Source data:
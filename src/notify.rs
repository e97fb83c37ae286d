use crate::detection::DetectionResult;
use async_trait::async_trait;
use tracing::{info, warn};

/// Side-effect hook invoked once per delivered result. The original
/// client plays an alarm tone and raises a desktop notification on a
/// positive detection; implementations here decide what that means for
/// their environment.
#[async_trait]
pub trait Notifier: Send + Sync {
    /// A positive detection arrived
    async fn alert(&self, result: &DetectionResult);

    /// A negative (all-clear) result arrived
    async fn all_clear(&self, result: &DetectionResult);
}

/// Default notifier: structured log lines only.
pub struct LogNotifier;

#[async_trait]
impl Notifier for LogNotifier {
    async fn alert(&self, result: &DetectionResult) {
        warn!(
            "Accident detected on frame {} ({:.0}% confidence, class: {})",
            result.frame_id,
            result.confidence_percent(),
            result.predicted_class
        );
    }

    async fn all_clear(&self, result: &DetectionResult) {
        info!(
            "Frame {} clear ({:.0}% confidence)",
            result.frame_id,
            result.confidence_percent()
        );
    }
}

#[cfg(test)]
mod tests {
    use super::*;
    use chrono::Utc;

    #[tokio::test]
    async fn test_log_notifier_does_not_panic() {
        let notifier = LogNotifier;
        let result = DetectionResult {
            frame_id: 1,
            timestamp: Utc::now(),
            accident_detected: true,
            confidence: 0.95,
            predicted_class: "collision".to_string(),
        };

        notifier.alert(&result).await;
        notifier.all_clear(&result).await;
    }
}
...
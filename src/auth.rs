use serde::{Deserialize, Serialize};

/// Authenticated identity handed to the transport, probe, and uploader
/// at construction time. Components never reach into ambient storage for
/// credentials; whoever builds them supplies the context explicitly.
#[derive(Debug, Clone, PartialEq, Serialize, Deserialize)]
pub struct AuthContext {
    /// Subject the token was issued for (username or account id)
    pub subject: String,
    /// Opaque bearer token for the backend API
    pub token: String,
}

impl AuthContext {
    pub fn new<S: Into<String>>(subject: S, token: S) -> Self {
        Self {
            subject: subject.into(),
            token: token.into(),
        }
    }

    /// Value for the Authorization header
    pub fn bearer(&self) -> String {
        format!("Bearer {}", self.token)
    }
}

• WHAT THIS TASK INVOLVES:
Counting only those lines of the data above where the word "alert" appears, give the number and nothing more.

• TASK RESPONSE:
3